The need for more space was obvious. The existing ED was built for a capacity of roughly 40,000 patients, a little more than half of its projected volume. But concurrent with this problem was a lack of effective and efficient communication between the ED’s physicians and nurses, and it quickly became apparent that more space would only solve one of the hospital’s challenges.
It also needed to find and implement communications technology that would allow for enhanced satisfaction of both patients and the healthcare workers who cared for them.
“There was somewhat of a feeling of ‘us vs. them’ when it came to the relationship between the physicians and the nursing staff,” said Parker. “At the end of the day that’s not what’s best for patient care. If you do a root-cause analysis on adverse events that occur, communication is deeply interwoven into those.”

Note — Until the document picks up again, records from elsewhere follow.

//! Error handling types and utilities.

use std::fmt;
use std::path::PathBuf;
use thiserror::Error;

/// A specialized Result type for index loading operations.
pub type Result<T> = std::result::Result<T, IndexError>;

/// A 1-based line/column location inside shard source text.
#[derive(Debug, Clone, Copy, PartialEq, Eq, Default)]
pub struct Position {
    pub line: u32,
    pub column: u32,
}

impl Position {
    pub const fn new(line: u32, column: u32) -> Self {
        Self { line, column }
    }
}

impl fmt::Display for Position {
    fn fmt(&self, f: &mut fmt::Formatter<'_>) -> fmt::Result {
        write!(f, "{}:{}", self.line, self.column)
    }
}

/// What exactly was wrong with a shard.
#[derive(Debug, Clone, PartialEq, Eq, Error)]
pub enum FormatErrorKind {
    #[error("invalid shard syntax: {0}")]
    Syntax(String),

    #[error("expected {expected}, found {found}")]
    Expected {
        expected: &'static str,
        found: String,
    },

    #[error("entry is not an array")]
    EntryNotArray,

    #[error("entry is missing its key")]
    MissingKey,

    #[error("entry key is empty after decoding")]
    EmptyKey,

    #[error("entry is missing its label")]
    MissingLabel,

    #[error("entry is missing its destination list")]
    MissingDestinations,

    #[error("entry has an empty destination list")]
    EmptyDestinations,

    #[error("malformed destination #{index}: {reason}")]
    MalformedDestination { index: usize, reason: &'static str },
}

/// Error returned when shard text cannot be parsed into index entries.
///
/// Carries enough context to point at the offending input: the shard name
/// (when known), plus the zero-based entry index for entries that parsed but
/// do not fit the entry layout, or the source position for syntax errors.
#[derive(Debug, Clone, PartialEq, Eq)]
pub struct FormatError {
    pub kind: FormatErrorKind,
    pub position: Option<Position>,
    pub entry: Option<usize>,
    pub shard: Option<String>,
}

impl FormatError {
    pub const fn new(kind: FormatErrorKind) -> Self {
        Self {
            kind,
            position: None,
            entry: None,
            shard: None,
        }
    }

    #[must_use]
    pub fn at(mut self, position: Position) -> Self {
        self.position = Some(position);
        self
    }

    pub(crate) fn in_entry(mut self, entry: usize) -> Self {
        self.entry = Some(entry);
        self
    }

    pub(crate) fn in_shard(mut self, shard: impl Into<String>) -> Self {
        self.shard = Some(shard.into());
        self
    }
}

impl fmt::Display for FormatError {
    fn fmt(&self, f: &mut fmt::Formatter<'_>) -> fmt::Result {
        if let Some(shard) = &self.shard {
            write!(f, "shard '{}': ", shard)?;
        }
        match (self.entry, self.position) {
            (Some(entry), Some(position)) => write!(f, "entry {} at {}: ", entry, position)?,
            (Some(entry), None) => write!(f, "entry {}: ", entry)?,
            (None, Some(position)) => write!(f, "at {}: ", position)?,
            (None, None) => {}
        }
        write!(f, "{}", self.kind)
    }
}

impl std::error::Error for FormatError {
    fn source(&self) -> Option<&(dyn std::error::Error + 'static)> {
        Some(&self.kind)
    }
}

/// Any failure while loading shards or snapshots.
#[derive(Debug, Error)]
pub enum IndexError {
    #[error(transparent)]
    Format(#[from] FormatError),

    #[error("failed to read {}: {source}", .path.display())]
    Io {
        path: PathBuf,
        #[source]
        source: std::io::Error,
    },

    #[error("snapshot cache error: {0}")]
    Cache(String),

    #[error("shard parsing task failed: {0}")]
    Task(#[from] tokio::task::JoinError),
}

impl IndexError {
    pub(crate) fn io(path: impl Into<PathBuf>, source: std::io::Error) -> Self {
        Self::Io {
            path: path.into(),
            source,
        }
    }

    /// Returns the format error if this failure was caused by malformed input.
    pub const fn as_format(&self) -> Option<&FormatError> {
        match self {
            Self::Format(err) => Some(err),
            _ => None,
        }
    }
}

In that context, the expansion project was the easy part: The ED increased in size from 16,000 to 33,000 square feet, featuring a more open design replete with glass.
Implementing the new communications technology was in some ways a more complex task. Staff had complained about their previous communications tech not allowing them to review information during patient care, or to even hear their text-message notifications. Before these grievances could even be addressed, the new shared governance structure that was established at Baptist Health Hardin had to perform site visits to pinpoint viable communications platforms that were being used at other hospitals.

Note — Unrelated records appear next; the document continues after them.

//! User-facing search over an [`IndexStore`].
//!
//! The store itself compares bytes; this layer folds the query the way keys
//! were folded at load time, applies category filters and caps the result
//! count.

use super::key::normalize_query;
use super::store::IndexStore;
use crate::shard::{Category, ShardInfo};
use crate::types::Entry;

/// Default cap on returned hits when a caller does not give one.
pub const DEFAULT_LIMIT: usize = 25;

/// A prefix search request.
#[derive(Debug, Clone, PartialEq, Eq)]
pub struct SearchQuery {
    pub text: String,
    pub category: Option<Category>,
    pub limit: usize,
}

impl SearchQuery {
    pub fn new(text: impl Into<String>) -> Self {
        Self {
            text: text.into(),
            category: None,
            limit: DEFAULT_LIMIT,
        }
    }

    #[must_use]
    pub fn category(mut self, category: Category) -> Self {
        self.category = Some(category);
        self
    }

    #[must_use]
    pub const fn limit(mut self, limit: usize) -> Self {
        self.limit = limit;
        self
    }
}

/// One matching entry together with the shard it came from.
#[derive(Debug, Clone, Copy)]
pub struct SearchHit<'a> {
    pub entry: &'a Entry,
    pub shard: &'a ShardInfo,
}

/// Result of a search: the hits kept plus how many matched before the cap.
#[derive(Debug, Clone)]
pub struct SearchResults<'a> {
    pub hits: Vec<SearchHit<'a>>,
    pub total: usize,
}

impl SearchResults<'_> {
    pub fn is_empty(&self) -> bool {
        self.hits.is_empty()
    }

    pub fn truncated(&self) -> bool {
        self.total > self.hits.len()
    }
}

impl IndexStore {
    /// Case-insensitive prefix search with optional category filter.
    pub fn search(&self, query: &SearchQuery) -> SearchResults<'_> {
        let prefix = normalize_query(&query.text);

        let matching: Vec<_> = self
            .slots_with_prefix(&prefix)
            .into_iter()
            .filter(|&slot| {
                query
                    .category
                    .as_ref()
                    .is_none_or(|category| self.shard_of(slot).name.category == *category)
            })
            .collect();

        let total = matching.len();
        let hits = matching
            .into_iter()
            .take(query.limit)
            .map(|slot| SearchHit {
                entry: self.entry_at(slot),
                shard: self.shard_of(slot),
            })
            .collect();

        tracing::debug!(
            "Search '{}' matched {} entries (category: {:?}, limit: {})",
            prefix,
            total,
            query.category,
            query.limit
        );

        SearchResults { hits, total }
    }
}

“We wanted to see with our own eyes how it was impacting their workflow,” said Parker. “If I was asking the organization to invest in any kind of software, I wanted to make sure we understood what it was for and how we would use it.”
Baptist Health Hardin knew it needed something that was easy to use, hands-free and allowed for communication during patient care. And it wanted the care staff to feel a sense of ownership. The hospital settled on a vendor, and worked with both it and the clinical and IT staff on creating new workflows for every person in the ED, including support staff.
“We are so dependent on, for instance, radiology being able to get a reading on a CAT scan and getting that info to us, so a plan of care can be established, so we can make next steps for our patients,” said Parker. The goal was to use the new hands-free communication technology to eliminate bottlenecks.
It was a large undertaking from a staff-education standpoint. Baptist Health Hardin utilized a multimodal approach, incorporating both computer-based learning and classroom education, as well as other methods.
One of the big benefits to the new tech platform was the ability to set up “broadcast groups” within the app, which allowed care teams to send and receive information to and from only the relevant parties, aiding in the department’s efficiency, as well as reducing alarm fatigue. If a patient came in with a stroke, a one-touch alert would let everyone know that it was time to administer a CAT scan. Testing and lifesaving medications were administered more quickly.
The improvements to patient care – and staff morale – has manifested in a number of different ways. A few short years ago, lab turnaround times were up to 82 minutes; it’s less than half that now. Door-to-CT times are now under 25 minutes. Antibiotic timing averaged 141 minutes at one point; that average is now 53 minutes. Door-to-room times in the ED once averaged 49 minutes; now the average is 21. The left-without-being-seen rate has been slashed by more than half, dipping from 5.3% to 2.1% as of November 2019.
Patients are happier and staff are happier, and for Parker that has made the effort worth it.
“If you don’t have happy staff, you don’t have happy patients,” she said.